▸ **DIRECTIONS FOR THIS TASK**: Each line of the data below holding the word "need" must be copied.

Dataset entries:
%%
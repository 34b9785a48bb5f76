// Transaction: an account-to-account transfer value object.

use crate::codec::{self, CodecError, ADDR_LEN, INT_LEN, SIGN_LEN};
use crate::crypto::ecdsa::{self, PublicKey, SecretKey, Signature};
use crate::crypto::hash::hash_sha256;

/// Encoded length: from (64) + to (64) + amount (4) + nonce (4) + signature (64).
pub const ENCODED_LEN: usize = ADDR_LEN + ADDR_LEN + INT_LEN + INT_LEN + SIGN_LEN;

#[derive(Debug, Clone)]
pub struct Transaction {
    pub from_addr: [u8; ADDR_LEN],
    pub to_addr: [u8; ADDR_LEN],
    pub amount: u32,
    pub nonce: u32,
    pub signature: Option<Signature>,
}

impl Transaction {
    pub fn new(from_addr: [u8; ADDR_LEN], to_addr: [u8; ADDR_LEN], amount: u32, nonce: u32) -> Self {
        Transaction { from_addr, to_addr, amount, nonce, signature: None }
    }

    /// tx_hash = SHA-256(from || to || amount || nonce).
    pub fn hash(&self) -> [u8; 32] {
        let mut buf = Vec::with_capacity(ADDR_LEN * 2 + INT_LEN * 2);
        buf.extend_from_slice(&self.from_addr);
        buf.extend_from_slice(&self.to_addr);
        buf.extend_from_slice(&codec::int_to_bytes(self.amount));
        buf.extend_from_slice(&codec::int_to_bytes(self.nonce));
        hash_sha256(&buf)
    }

    pub fn sign(&mut self, priv_key: &SecretKey) {
        let hash = self.hash();
        self.signature = ecdsa::sign(&hash, priv_key);
    }

    /// Verifies `signature` against `hash` under `from_addr`. A transaction
    /// with no signature at all is never valid.
    pub fn validate_signature(&self) -> bool {
        let sig = match &self.signature {
            Some(s) => s,
            None => return false,
        };
        let from_pk = PublicKey(self.from_addr);
        ecdsa::verify(&self.hash(), sig, &from_pk)
    }

    /// Exactly ENCODED_LEN bytes; fails if unsigned.
    pub fn encode(&self) -> Option<Vec<u8>> {
        let sig = self.signature.as_ref()?;
        let mut buf = Vec::with_capacity(ENCODED_LEN);
        buf.extend_from_slice(&self.from_addr);
        buf.extend_from_slice(&self.to_addr);
        buf.extend_from_slice(&codec::int_to_bytes(self.amount));
        buf.extend_from_slice(&codec::int_to_bytes(self.nonce));
        buf.extend_from_slice(&sig.0);
        Some(buf)
    }

    /// Rejects short input. Returns a structurally-populated transaction;
    /// signature validity is not checked here — callers must verify.
    pub fn decode(bytes: &[u8]) -> Result<Transaction, CodecError> {
        if bytes.len() < ENCODED_LEN {
            return Err(CodecError::TooShort { need: ENCODED_LEN, have: bytes.len() });
        }
        let mut off = 0;
        let mut from_addr = [0u8; ADDR_LEN];
        from_addr.copy_from_slice(&bytes[off..off + ADDR_LEN]);
        off += ADDR_LEN;
        let mut to_addr = [0u8; ADDR_LEN];
        to_addr.copy_from_slice(&bytes[off..off + ADDR_LEN]);
        off += ADDR_LEN;
        let amount = codec::bytes_to_int(&bytes[off..off + INT_LEN])?;
        off += INT_LEN;
        let nonce = codec::bytes_to_int(&bytes[off..off + INT_LEN])?;
        off += INT_LEN;
        let mut sig = [0u8; SIGN_LEN];
        sig.copy_from_slice(&bytes[off..off + SIGN_LEN]);

        Ok(Transaction { from_addr, to_addr, amount, nonce, signature: Some(Signature(sig)) })
    }

    /// True iff `from == to == miner` — the reward-transaction identity
    /// used both by mining and by balance calculation.
    pub fn is_reward_for(&self, miner: &[u8; ADDR_LEN]) -> bool {
        self.from_addr == *miner && self.to_addr == *miner
    }
}

impl PartialEq for Transaction {
    fn eq(&self, other: &Self) -> bool {
        self.hash() == other.hash()
    }
}
impl Eq for Transaction {}

#[cfg(test)]
mod tests {
    use super::*;

    fn mock_signed_tx() -> (Transaction, PublicKey, SecretKey) {
        let (pk, sk) = ecdsa::generate_keypair();
        let (_to_pk, _to_sk) = ecdsa::generate_keypair();
        let mut tx = Transaction::new(pk.0, _to_pk.0, 10, 1);
        tx.sign(&sk);
        (tx, pk, sk)
    }

    #[test]
    fn test_valid_signed_tx_validates() {
        let (tx, _pk, _sk) = mock_signed_tx();
        assert!(tx.validate_signature());
    }

    #[test]
    fn test_unsigned_tx_is_invalid() {
        let (pk, _sk) = ecdsa::generate_keypair();
        let tx = Transaction::new(pk.0, pk.0, 5, 0);
        assert!(!tx.validate_signature());
    }

    #[test]
    fn test_hash_changes_with_each_field() {
        let (pk, sk) = ecdsa::generate_keypair();
        let (to_pk, _) = ecdsa::generate_keypair();
        let base = Transaction::new(pk.0, to_pk.0, 10, 1);
        let base_hash = base.hash();

        let mut diff_amount = base.clone();
        diff_amount.amount = 11;
        assert_ne!(diff_amount.hash(), base_hash);

        let mut diff_nonce = base.clone();
        diff_nonce.nonce = 2;
        assert_ne!(diff_nonce.hash(), base_hash);

        let mut diff_to = base.clone();
        diff_to.to_addr = pk.0;
        assert_ne!(diff_to.hash(), base_hash);

        let _ = sk;
    }

    #[test]
    fn test_encode_fails_when_unsigned() {
        let (pk, _sk) = ecdsa::generate_keypair();
        let tx = Transaction::new(pk.0, pk.0, 1, 1);
        assert!(tx.encode().is_none());
    }

    #[test]
    fn test_encode_decode_roundtrip_preserves_hash_and_validity() {
        let (tx, _pk, _sk) = mock_signed_tx();
        let encoded = tx.encode().unwrap();
        assert_eq!(encoded.len(), ENCODED_LEN);
        let decoded = Transaction::decode(&encoded).unwrap();
        assert_eq!(decoded.hash(), tx.hash());
        assert!(decoded.validate_signature());
    }

    #[test]
    fn test_decode_rejects_short_input() {
        assert!(Transaction::decode(&[0u8; 10]).is_err());
    }

    #[test]
    fn test_reward_identity() {
        let (pk, sk) = ecdsa::generate_keypair();
        let mut reward = Transaction::new(pk.0, pk.0, 10, 0);
        reward.sign(&sk);
        assert!(reward.is_reward_for(&pk.0));

        let (to_pk, _) = ecdsa::generate_keypair();
        let transfer = Transaction::new(pk.0, to_pk.0, 10, 0);
        assert!(!transfer.is_reward_for(&pk.0));
    }
}
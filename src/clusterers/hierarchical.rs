//! Dedicated centroid-only hierarchical clusterer.
//!
//! This is a distinct algorithm from [`crate::clusterers::agglomerative`]'s
//! centroid linkage, not a duplicate of it: grounded in
//! `hierarchical.cpp`'s `hierarchical_cluster::append`, which on every
//! merge recomputes the surviving cluster's center as the plain unweighted
//! mean over *all* accumulated member points (a full recompute each time),
//! whereas agglomerative's centroid linkage is one of four interchangeable
//! distance functions driving an otherwise generic merge loop. Kept
//! separate because the specification lists them as separate purposes.

use crate::clusterers::{ClusterSequence, Clusterer};
use crate::error::{CoreError, Result};
use crate::geometry::{euclidean_distance_squared, mean, Dataset, Point};

#[derive(Debug, Clone, Copy)]
pub struct HierarchicalSettings {
    pub number_clusters: usize,
}

pub struct Hierarchical {
    settings: HierarchicalSettings,
}

impl Hierarchical {
    pub fn new(settings: HierarchicalSettings) -> Self {
        Hierarchical { settings }
    }
}

struct Cluster {
    points: Vec<usize>,
    center: Point,
}

impl Clusterer for Hierarchical {
    fn process(&mut self, dataset: &Dataset) -> Result<ClusterSequence> {
        if self.settings.number_clusters == 0 || self.settings.number_clusters > dataset.len() {
            return Err(CoreError::InvalidParameter(format!(
                "hierarchical target cluster count {} must be in 1..={}",
                self.settings.number_clusters,
                dataset.len()
            )));
        }

        let mut clusters: Vec<Cluster> = (0..dataset.len())
            .map(|i| Cluster { points: vec![i], center: dataset.get(i).clone() })
            .collect();

        while clusters.len() > self.settings.number_clusters {
            let (i, j) = closest_centroid_pair(&clusters);

            let mut merged_points = clusters[i].points.clone();
            merged_points.extend(clusters[j].points.iter().copied());
            let merged_center = mean(&merged_points.iter().map(|&k| dataset.get(k)).collect::<Vec<_>>());

            clusters[i].points = merged_points;
            clusters[i].center = merged_center;
            clusters.remove(j);
        }

        let mut result: Vec<Vec<usize>> = clusters.into_iter().map(|c| c.points).collect();
        for cluster in &mut result {
            cluster.sort_unstable();
        }
        Ok(result)
    }
}

fn closest_centroid_pair(clusters: &[Cluster]) -> (usize, usize) {
    let mut best = (0, 1, f64::INFINITY);
    for i in 0..clusters.len() {
        for j in (i + 1)..clusters.len() {
            let d = euclidean_distance_squared(&clusters[i].center, &clusters[j].center);
            if d < best.2 {
                best = (i, j, d);
            }
        }
    }
    (best.0, best.1)
}

#[cfg(test)]
mod tests {
    use super::*;
    use crate::geometry::Point;

    #[test]
    fn splits_two_blobs_evenly() {
        let points = vec![
            Point::new(vec![3.5, 4.8]),
            Point::new(vec![3.7, 5.5]),
            Point::new(vec![3.9, 4.2]),
            Point::new(vec![4.2, 5.1]),
            Point::new(vec![4.4, 4.6]),
            Point::new(vec![6.1, 7.5]),
            Point::new(vec![6.4, 7.9]),
            Point::new(vec![6.7, 7.5]),
            Point::new(vec![7.0, 7.1]),
            Point::new(vec![6.9, 8.0]),
        ];
        let dataset = Dataset::new(points).unwrap();
        let mut h = Hierarchical::new(HierarchicalSettings { number_clusters: 2 });
        let clusters = h.process(&dataset).unwrap();
        let mut sizes: Vec<_> = clusters.iter().map(|c| c.len()).collect();
        sizes.sort_unstable();
        assert_eq!(sizes, vec![5, 5]);
    }

    #[test]
    fn rejects_zero_target() {
        let dataset = Dataset::new(vec![Point::new(vec![0.0])]).unwrap();
        let mut h = Hierarchical::new(HierarchicalSettings { number_clusters: 0 });
        assert!(h.process(&dataset).is_err());
    }
}
//! Connection topology substrate shared by every oscillatory network.
//!
//! Grounded in `network.cpp`'s dispatch over `conn_type` and its internal
//! representation tags (`MATRIX_CONN_REPRESENTATION` / `BITMAP_CONN_...` /
//! `LIST_CONN_...`). One redesign over the original: there, `set_connection`
//! only links one direction per call, so symmetric topologies need two
//! calls. Here `set_connection(i, j)` is unconditionally bidirectional for
//! bidirectional topology kinds, which is what the specification's own
//! invariant requires (`connected(i, j)` implies `connected(j, i)`)
//! rather than something left to callers to remember.

use crate::error::{CoreError, Result};

/// The oscillator count above which `Dynamic` topology switches from a dense
/// per-row bit vector to a bitmap representation, matching
/// `MAXIMUM_OSCILLATORS_MATRIX_REPRESENTATION` in `network.cpp`.
pub const MAXIMUM_OSCILLATORS_MATRIX_REPRESENTATION: usize = 4096;

#[derive(Debug, Clone, Copy, PartialEq, Eq)]
pub enum TopologyKind {
    None,
    AllToAll,
    GridFour,
    GridEight,
    ListBidir,
    Dynamic,
}

#[derive(Debug, Clone)]
enum Storage {
    Empty,
    Implicit,
    Adjacency(Vec<Vec<usize>>),
    DenseMatrix(Vec<Vec<bool>>),
    Bitmap(Vec<Vec<u64>>),
}

/// Adjacency over `n` oscillators.
#[derive(Debug, Clone)]
pub struct Topology {
    n: usize,
    kind: TopologyKind,
    storage: Storage,
}

impl Topology {
    pub fn len(&self) -> usize {
        self.n
    }

    pub fn is_empty(&self) -> bool {
        self.n == 0
    }

    pub fn kind(&self) -> TopologyKind {
        self.kind
    }

    pub fn none(n: usize) -> Self {
        Topology { n, kind: TopologyKind::None, storage: Storage::Empty }
    }

    pub fn all_to_all(n: usize) -> Self {
        Topology { n, kind: TopologyKind::AllToAll, storage: Storage::Implicit }
    }

    /// Auto-computes a square grid from `n` alone, as the original's
    /// single-argument constructor does; a non-integral square root is
    /// `InvalidTopology`.
    pub fn grid_four_square(n: usize) -> Result<Self> {
        let side = (n as f64).sqrt();
        let side_rounded = side.round() as usize;
        if side_rounded * side_rounded != n {
            return Err(CoreError::InvalidTopology(format!(
                "{n} oscillators do not form a square grid"
            )));
        }
        Self::grid_four(n, side_rounded, side_rounded)
    }

    pub fn grid_four(n: usize, height: usize, width: usize) -> Result<Self> {
        if height * width != n {
            return Err(CoreError::InvalidTopology(format!(
                "grid {height}x{width} does not hold {n} oscillators"
            )));
        }
        let adjacency = build_grid_adjacency(height, width, false);
        Ok(Topology { n, kind: TopologyKind::GridFour, storage: Storage::Adjacency(adjacency) })
    }

    pub fn grid_eight(n: usize, height: usize, width: usize) -> Result<Self> {
        if height * width != n {
            return Err(CoreError::InvalidTopology(format!(
                "grid {height}x{width} does not hold {n} oscillators"
            )));
        }
        let adjacency = build_grid_adjacency(height, width, true);
        Ok(Topology { n, kind: TopologyKind::GridEight, storage: Storage::Adjacency(adjacency) })
    }

    pub fn list_bidir(n: usize) -> Self {
        let mut adjacency = vec![Vec::new(); n];
        for i in 0..n {
            if i > 0 {
                adjacency[i].push(i - 1);
            }
            if i + 1 < n {
                adjacency[i].push(i + 1);
            }
        }
        Topology { n, kind: TopologyKind::ListBidir, storage: Storage::Adjacency(adjacency) }
    }

    /// An initially-empty mutable topology, e.g. for syncnet's
    /// distance-thresholded connectivity.
    pub fn dynamic(n: usize) -> Self {
        let storage = if n > MAXIMUM_OSCILLATORS_MATRIX_REPRESENTATION {
            let words_per_row = (n + 63) / 64;
            Storage::Bitmap(vec![vec![0u64; words_per_row]; n])
        } else {
            Storage::DenseMatrix(vec![vec![false; n]; n])
        };
        Topology { n, kind: TopologyKind::Dynamic, storage }
    }

    /// Links `i` and `j` symmetrically. Only meaningful for `Dynamic` topology.
    pub fn set_connection(&mut self, i: usize, j: usize) {
        match &mut self.storage {
            Storage::DenseMatrix(rows) => {
                rows[i][j] = true;
                rows[j][i] = true;
            }
            Storage::Bitmap(rows) => {
                set_bit(&mut rows[i], j);
                set_bit(&mut rows[j], i);
            }
            Storage::Adjacency(rows) => {
                if !rows[i].contains(&j) {
                    rows[i].push(j);
                }
                if !rows[j].contains(&i) {
                    rows[j].push(i);
                }
            }
            Storage::Empty | Storage::Implicit => {}
        }
    }

    pub fn connected(&self, i: usize, j: usize) -> bool {
        if i == j {
            return false;
        }
        match &self.storage {
            Storage::Empty => false,
            Storage::Implicit => true,
            Storage::Adjacency(rows) => rows[i].contains(&j),
            Storage::DenseMatrix(rows) => rows[i][j],
            Storage::Bitmap(rows) => get_bit(&rows[i], j),
        }
    }

    pub fn neighbors(&self, i: usize) -> Vec<usize> {
        match &self.storage {
            Storage::Empty => Vec::new(),
            Storage::Implicit => (0..self.n).filter(|&j| j != i).collect(),
            Storage::Adjacency(rows) => rows[i].clone(),
            Storage::DenseMatrix(rows) => {
                (0..self.n).filter(|&j| j != i && rows[i][j]).collect()
            }
            Storage::Bitmap(rows) => (0..self.n).filter(|&j| j != i && get_bit(&rows[i], j)).collect(),
        }
    }
}

fn set_bit(row: &mut [u64], j: usize) {
    row[j / 64] |= 1u64 << (j % 64);
}

fn get_bit(row: &[u64], j: usize) -> bool {
    (row[j / 64] >> (j % 64)) & 1 == 1
}

fn build_grid_adjacency(height: usize, width: usize, diagonals: bool) -> Vec<Vec<usize>> {
    let n = height * width;
    let mut adjacency = vec![Vec::new(); n];
    let idx = |r: usize, c: usize| r * width + c;

    for r in 0..height {
        for c in 0..width {
            let i = idx(r, c);
            if r > 0 {
                adjacency[i].push(idx(r - 1, c));
            }
            if r + 1 < height {
                adjacency[i].push(idx(r + 1, c));
            }
            if c > 0 {
                adjacency[i].push(idx(r, c - 1));
            }
            if c + 1 < width {
                adjacency[i].push(idx(r, c + 1));
            }
            if diagonals {
                if r > 0 && c > 0 {
                    adjacency[i].push(idx(r - 1, c - 1));
                }
                if r > 0 && c + 1 < width {
                    adjacency[i].push(idx(r - 1, c + 1));
                }
                if r + 1 < height && c > 0 {
                    adjacency[i].push(idx(r + 1, c - 1));
                }
                if r + 1 < height && c + 1 < width {
                    adjacency[i].push(idx(r + 1, c + 1));
                }
            }
        }
    }
    adjacency
}

#[cfg(test)]
mod tests {
    use super::*;

    #[test]
    fn all_to_all_connects_every_distinct_pair() {
        let t = Topology::all_to_all(4);
        assert!(t.connected(0, 1));
        assert!(!t.connected(2, 2));
        assert_eq!(t.neighbors(0).len(), 3);
    }

    #[test]
    fn grid_four_rejects_inconsistent_dimensions() {
        assert!(Topology::grid_four(10, 3, 3).is_err());
    }

    #[test]
    fn grid_four_corner_has_two_neighbors() {
        let t = Topology::grid_four(9, 3, 3).unwrap();
        assert_eq!(t.neighbors(0).len(), 2);
        assert_eq!(t.neighbors(4).len(), 4); // center
    }

    #[test]
    fn dynamic_set_connection_is_bidirectional() {
        let mut t = Topology::dynamic(5);
        t.set_connection(1, 3);
        assert!(t.connected(1, 3));
        assert!(t.connected(3, 1));
        assert!(!t.connected(0, 1));
    }

    #[test]
    fn dynamic_large_network_uses_bitmap_without_behavior_change() {
        let mut t = Topology::dynamic(MAXIMUM_OSCILLATORS_MATRIX_REPRESENTATION + 1);
        t.set_connection(0, 5000);
        assert!(t.connected(0, 5000));
        assert!(t.connected(5000, 0));
    }
}
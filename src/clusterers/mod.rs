//! Partitional and hierarchical clusterers built on the shared distance
//! primitives in [`crate::geometry`]: k-means, k-medians, k-medoids,
//! agglomerative (four linkages), the dedicated centroid-only hierarchical
//! clusterer, DBSCAN, ROCK, and x-means.

pub mod agglomerative;
pub mod dbscan;
pub mod hierarchical;
pub mod kmeans;
pub mod kmedians;
pub mod kmedoids;
pub mod rock;
pub mod xmeans;

use crate::error::Result;
use crate::geometry::Dataset;

/// An ordered sequence of point-index clusters. For every clusterer except
/// DBSCAN and ROCK, this is a partition of `0..dataset.len()`.
pub type ClusterSequence = Vec<Vec<usize>>;

/// Shared interface for clusterers that produce a straightforward partition
/// of the input (k-means, k-medians, k-medoids, agglomerative, hierarchical,
/// ROCK, x-means). DBSCAN (clusters-plus-noise) and CURE (consuming `self`
/// to emit a plain `Vec<Vec<usize>>` without a reusable `&mut self` handle)
/// deliberately don't implement this -- forcing their result shapes through
/// one trait would lose precision, so they expose their own inherent
/// `process` methods instead.
pub trait Clusterer {
    fn process(&mut self, dataset: &Dataset) -> Result<ClusterSequence>;
}

/// Assigns every point in `dataset` to the nearest of `centers` under
/// `metric`, dropping centers that end up with no members (shared by
/// k-means/k-medians/k-medoids' per-iteration assignment step).
pub(crate) fn assign_to_nearest(
    dataset: &Dataset,
    centers: &[crate::geometry::Point],
    metric: impl Fn(&crate::geometry::Point, &crate::geometry::Point) -> f64,
) -> Vec<Vec<usize>> {
    let mut clusters = vec![Vec::new(); centers.len()];
    for (i, point) in dataset.iter().enumerate() {
        let (best, _) = centers
            .iter()
            .enumerate()
            .map(|(k, c)| (k, metric(point, c)))
            .min_by(|(_, a), (_, b)| a.partial_cmp(b).unwrap())
            .unwrap();
        clusters[best].push(i);
    }
    clusters.retain(|c| !c.is_empty());
    clusters
}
%%
▸ **EXERCISE ANSWER**:
            return Err(CodecError::TooShort { need: ENCODED_LEN, have: bytes.len() });
//! only links one direction per call, so symmetric topologies need two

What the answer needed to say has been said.